//! SEDIMAR Avulsion - stochastic river-mouth migration
//!
//! Drives a branching river tree over the cube: each leaf's angle does
//! a bounded Gaussian random walk around its hinge, its mouth is traced
//! across the bathymetry, and the trunk's water and bed-load discharge
//! are partitioned among the leaves by their channel lengths.

pub mod engine;
pub mod walk;

pub use engine::{split_bed_load, split_discharge, AvulsionConfig, AvulsionEngine};
pub use walk::{avulse_angle, GaussianDeviate};

/// Error types for the avulsion model
#[derive(Debug, thiserror::Error)]
pub enum AvulsionError {
    #[error("Invalid parameter: {0}")]
    InvalidParameter(String),

    #[error("Could not read configuration: {0}")]
    Config(String),

    #[error(transparent)]
    Core(#[from] sedimar_core::CoreError),
}

pub type Result<T> = std::result::Result<T, AvulsionError>;
//! Measurement probes.
//!
//! A tripod sits at fixed map positions and measures one sea-floor
//! quantity each time it is read. Every measurement is a deterministic
//! function of the cube and the top of the column under the probe, and
//! turns into NaN off the domain or over bare rock.

use crate::{IoError, Result};
use sedimar_core::{Cube, Sediment};
use serde::{Deserialize, Serialize};
use std::io::Write;
use uuid::Uuid;

/// What a probe measures
#[derive(Debug, Clone, Copy, PartialEq, Eq, Serialize, Deserialize)]
#[serde(rename_all = "camelCase")]
pub enum Measurement {
    Slope,
    Depth,
    Elevation,
    Thickness,
    /// Mean grain size of the surface layer (micrometers)
    GrainSize,
    Age,
    SandFraction,
    SiltFraction,
    ClayFraction,
    MudFraction,
    Facies,
    Density,
    Porosity,
    Permeability,
    Basement,
    /// Cross-shore position of the river mouth (m)
    RiverMouth,
    XSlope,
    YSlope,
}

impl Measurement {
    pub const ALL: [Measurement; 18] = [
        Measurement::Slope,
        Measurement::Depth,
        Measurement::Elevation,
        Measurement::Thickness,
        Measurement::GrainSize,
        Measurement::Age,
        Measurement::SandFraction,
        Measurement::SiltFraction,
        Measurement::ClayFraction,
        Measurement::MudFraction,
        Measurement::Facies,
        Measurement::Density,
        Measurement::Porosity,
        Measurement::Permeability,
        Measurement::Basement,
        Measurement::RiverMouth,
        Measurement::XSlope,
        Measurement::YSlope,
    ];

    pub fn name(&self) -> &'static str {
        match self {
            Self::Slope => "SLOPE",
            Self::Depth => "DEPTH",
            Self::Elevation => "ELEVATION",
            Self::Thickness => "THICKNESS",
            Self::GrainSize => "GRAIN",
            Self::Age => "AGE",
            Self::SandFraction => "SAND",
            Self::SiltFraction => "SILT",
            Self::ClayFraction => "CLAY",
            Self::MudFraction => "MUD",
            Self::Facies => "FACIES",
            Self::Density => "DENSITY",
            Self::Porosity => "POROSITY",
            Self::Permeability => "PERMEABILITY",
            Self::Basement => "BASEMENT",
            Self::RiverMouth => "RIVER_MOUTH",
            Self::XSlope => "XSLOPE",
            Self::YSlope => "YSLOPE",
        }
    }

    pub fn units(&self) -> &'static str {
        match self {
            Self::Slope | Self::XSlope | Self::YSlope => "meter/meter",
            Self::Depth | Self::Elevation | Self::Thickness | Self::Basement
            | Self::RiverMouth => "meter",
            Self::GrainSize => "micrometer",
            Self::Age => "year",
            Self::Density => "kilogram/meter^3",
            Self::Permeability => "meter^2",
            _ => "1",
        }
    }

    pub fn from_name(name: &str) -> Result<Self> {
        let upper = name.trim().to_uppercase();
        Self::ALL
            .iter()
            .find(|m| m.name() == upper)
            .copied()
            .ok_or_else(|| IoError::UnknownMeasurement(name.to_string()))
    }

    /// Take the measurement at cell (i, j).
    pub fn measure(&self, cube: &Cube, sediment: &Sediment, i: usize, j: usize) -> f64 {
        if !cube.contains(i, j) {
            return f64::NAN;
        }
        let column = match cube.col(i, j) {
            Ok(col) => col,
            Err(_) => return f64::NAN,
        };

        match self {
            Self::Slope => cube.slope(i, j),
            Self::Depth => cube.water_depth(i, j),
            Self::Elevation => cube.top_height(i, j),
            Self::Thickness => column.thickness(),
            Self::Basement => column.base_height(),
            Self::RiverMouth => cube.river_mouth_1d() as f64 * cube.y_res(),
            Self::XSlope => cube.x_slope(i, j),
            Self::YSlope => cube.y_slope(i, j),
            _ => {
                let Some(top) = column.top_cell() else {
                    return f64::NAN;
                };
                match self {
                    Self::GrainSize => top.grain_size(sediment) * 1e6,
                    Self::Age => top.age(),
                    Self::SandFraction => top.sand_fraction(sediment),
                    Self::SiltFraction => top.silt_fraction(sediment),
                    Self::ClayFraction => top.clay_fraction(sediment),
                    Self::MudFraction => top.mud_fraction(sediment),
                    Self::Facies => top.facies().0 as f64,
                    Self::Density => top.bulk_density(sediment),
                    Self::Porosity => top.porosity(sediment),
                    Self::Permeability => top.permeability(sediment),
                    _ => f64::NAN,
                }
            }
        }
    }
}

/// A named probe: fixed map positions and one measurement
#[derive(Debug, Clone, Serialize, Deserialize)]
#[serde(rename_all = "camelCase")]
pub struct Tripod {
    pub id: Uuid,
    pub measurement: Measurement,
    /// Map positions sampled on every read (m)
    pub positions: Vec<(f64, f64)>,
}

impl Tripod {
    pub fn at(measurement: Measurement, positions: Vec<(f64, f64)>) -> Self {
        Self {
            id: Uuid::new_v4(),
            measurement,
            positions,
        }
    }

    /// A probe sweeping every column of a 1-D profile.
    pub fn profile_sweep(measurement: Measurement, cube: &Cube) -> Self {
        let positions = (0..cube.n_y())
            .map(|j| (0.0, j as f64 * cube.y_res()))
            .collect();
        Self::at(measurement, positions)
    }

    /// Read every position; out-of-domain probes read NaN.
    pub fn read(&self, cube: &Cube, sediment: &Sediment) -> Vec<f64> {
        self.positions
            .iter()
            .map(|&(x, y)| {
                let i = (x / cube.x_res()).round() as isize;
                let j = (y / cube.y_res()).round() as isize;
                if i < 0 || j < 0 {
                    return f64::NAN;
                }
                self.measurement
                    .measure(cube, sediment, i as usize, j as usize)
            })
            .collect()
    }
}

/// The binary tripod record file: an ASCII preamble, then one record
/// per read with the time, the probe positions and the values.
pub struct TripodFile<W: Write> {
    sink: W,
    tripod: Tripod,
    wrote_header: bool,
}

impl<W: Write> TripodFile<W> {
    pub fn new(sink: W, tripod: Tripod) -> Self {
        Self {
            sink,
            tripod,
            wrote_header: false,
        }
    }

    fn write_header(&mut self) -> Result<()> {
        let byte_order = if cfg!(target_endian = "little") {
            "1234"
        } else {
            "4321"
        };
        write!(
            self.sink,
            "Measurement: {}\n\
             Units: {}\n\
             Number of measurements: {}\n\
             Byte order: {}\n\
             Creation date: {}\n\
             --- data ---\n",
            self.tripod.measurement.name(),
            self.tripod.measurement.units(),
            self.tripod.positions.len(),
            byte_order,
            chrono::Utc::now().format("%A %e %B %Y %T UTC"),
        )?;
        Ok(())
    }

    /// Append one record: time (years), then every (x, y), then every
    /// measured value.
    pub fn write_record(&mut self, cube: &Cube, sediment: &Sediment, time: f64) -> Result<()> {
        if !self.wrote_header {
            self.write_header()?;
            self.wrote_header = true;
        }
        self.sink.write_all(&time.to_ne_bytes())?;
        for &(x, y) in &self.tripod.positions {
            self.sink.write_all(&x.to_ne_bytes())?;
            self.sink.write_all(&y.to_ne_bytes())?;
        }
        for value in self.tripod.read(cube, sediment) {
            self.sink.write_all(&value.to_ne_bytes())?;
        }
        Ok(())
    }

    pub fn into_inner(self) -> W {
        self.sink
    }
}

#[cfg(test)]
mod tests {
    use super::*;
    use pretty_assertions::assert_eq;
    use sedimar_core::{Cell, Facies};

    fn test_cube() -> (Cube, Sediment) {
        let sediment = Sediment::default_classes();
        let mut cube = Cube::new_profile("probe", 10, 100.0, 0.5);
        for j in 0..10 {
            let col = cube.col_1d_mut(j).unwrap();
            col.set_base_height(2.0 - j as f64);
            col.add_cell(Cell::with_fractions(
                1.0,
                vec![0.5, 0.2, 0.2, 0.1],
                30.0,
                Facies::RIVER,
            ));
        }
        cube.set_sea_level(0.0);
        (cube, sediment)
    }

    #[test]
    fn test_names_round_trip() {
        for m in Measurement::ALL {
            assert_eq!(Measurement::from_name(m.name()).unwrap(), m);
        }
        assert!(Measurement::from_name("TEMPERATURE").is_err());
    }

    #[test]
    fn test_measurements_read_the_top_cell() {
        let (cube, sediment) = test_cube();
        let sand = Measurement::SandFraction.measure(&cube, &sediment, 0, 4);
        assert!((sand - 0.7).abs() < 1e-12);
        let age = Measurement::Age.measure(&cube, &sediment, 0, 4);
        assert_eq!(age, 30.0);
        let thickness = Measurement::Thickness.measure(&cube, &sediment, 0, 4);
        assert!((thickness - 1.0).abs() < 1e-12);
    }

    #[test]
    fn test_out_of_domain_is_nan() {
        let (cube, sediment) = test_cube();
        assert!(Measurement::Depth.measure(&cube, &sediment, 5, 0).is_nan());
        assert!(Measurement::Age.measure(&cube, &sediment, 0, 99).is_nan());
    }

    #[test]
    fn test_profile_sweep_covers_every_column() {
        let (cube, sediment) = test_cube();
        let sweep = Tripod::profile_sweep(Measurement::Elevation, &cube);
        let values = sweep.read(&cube, &sediment);
        assert_eq!(values.len(), cube.n_y());
        for (j, v) in values.iter().enumerate() {
            assert!((v - cube.top_height(0, j)).abs() < 1e-12);
        }
    }

    #[test]
    fn test_tripod_record_layout() {
        let (cube, sediment) = test_cube();
        let tripod = Tripod::at(Measurement::Depth, vec![(0.0, 300.0), (0.0, 700.0)]);
        let mut file = TripodFile::new(Vec::new(), tripod);
        file.write_record(&cube, &sediment, 100.0).unwrap();
        let bytes = file.into_inner();

        let split = bytes
            .windows(12)
            .position(|w| w == b"--- data ---")
            .expect("preamble separator")
            + 13; // separator and its newline
        let body = &bytes[split..];
        // time + 2 positions (x, y) + 2 values
        assert_eq!(body.len(), 8 * (1 + 4 + 2));
        let time = f64::from_ne_bytes(body[0..8].try_into().unwrap());
        assert_eq!(time, 100.0);
    }
}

========================================================================

» WHAT TO DO
Taking the line with "for m in Measurement::ALL" as the first and the line with "y) + 2 values" as the last, retype that stretch of the data above exactly, with no other lines.

» WRITTEN RESPONSE
        for m in Measurement::ALL {
            assert_eq!(Measurement::from_name(m.name()).unwrap(), m);
        }
        assert!(Measurement::from_name("TEMPERATURE").is_err());
    }

    #[test]
    fn test_measurements_read_the_top_cell() {
        let (cube, sediment) = test_cube();
        let sand = Measurement::SandFraction.measure(&cube, &sediment, 0, 4);
        assert!((sand - 0.7).abs() < 1e-12);
        let age = Measurement::Age.measure(&cube, &sediment, 0, 4);
        assert_eq!(age, 30.0);
        let thickness = Measurement::Thickness.measure(&cube, &sediment, 0, 4);
        assert!((thickness - 1.0).abs() < 1e-12);
    }

    #[test]
    fn test_out_of_domain_is_nan() {
        let (cube, sediment) = test_cube();
        assert!(Measurement::Depth.measure(&cube, &sediment, 5, 0).is_nan());
        assert!(Measurement::Age.measure(&cube, &sediment, 0, 99).is_nan());
    }

    #[test]
    fn test_profile_sweep_covers_every_column() {
        let (cube, sediment) = test_cube();
        let sweep = Tripod::profile_sweep(Measurement::Elevation, &cube);
        let values = sweep.read(&cube, &sediment);
        assert_eq!(values.len(), cube.n_y());
        for (j, v) in values.iter().enumerate() {
            assert!((v - cube.top_height(0, j)).abs() < 1e-12);
        }
    }

    #[test]
    fn test_tripod_record_layout() {
        let (cube, sediment) = test_cube();
        let tripod = Tripod::at(Measurement::Depth, vec![(0.0, 300.0), (0.0, 700.0)]);
        let mut file = TripodFile::new(Vec::new(), tripod);
        file.write_record(&cube, &sediment, 100.0).unwrap();
        let bytes = file.into_inner();

        let split = bytes
            .windows(12)
            .position(|w| w == b"--- data ---")
            .expect("preamble separator")
            + 13; // separator and its newline
        let body = &bytes[split..];
        // time + 2 positions (x, y) + 2 values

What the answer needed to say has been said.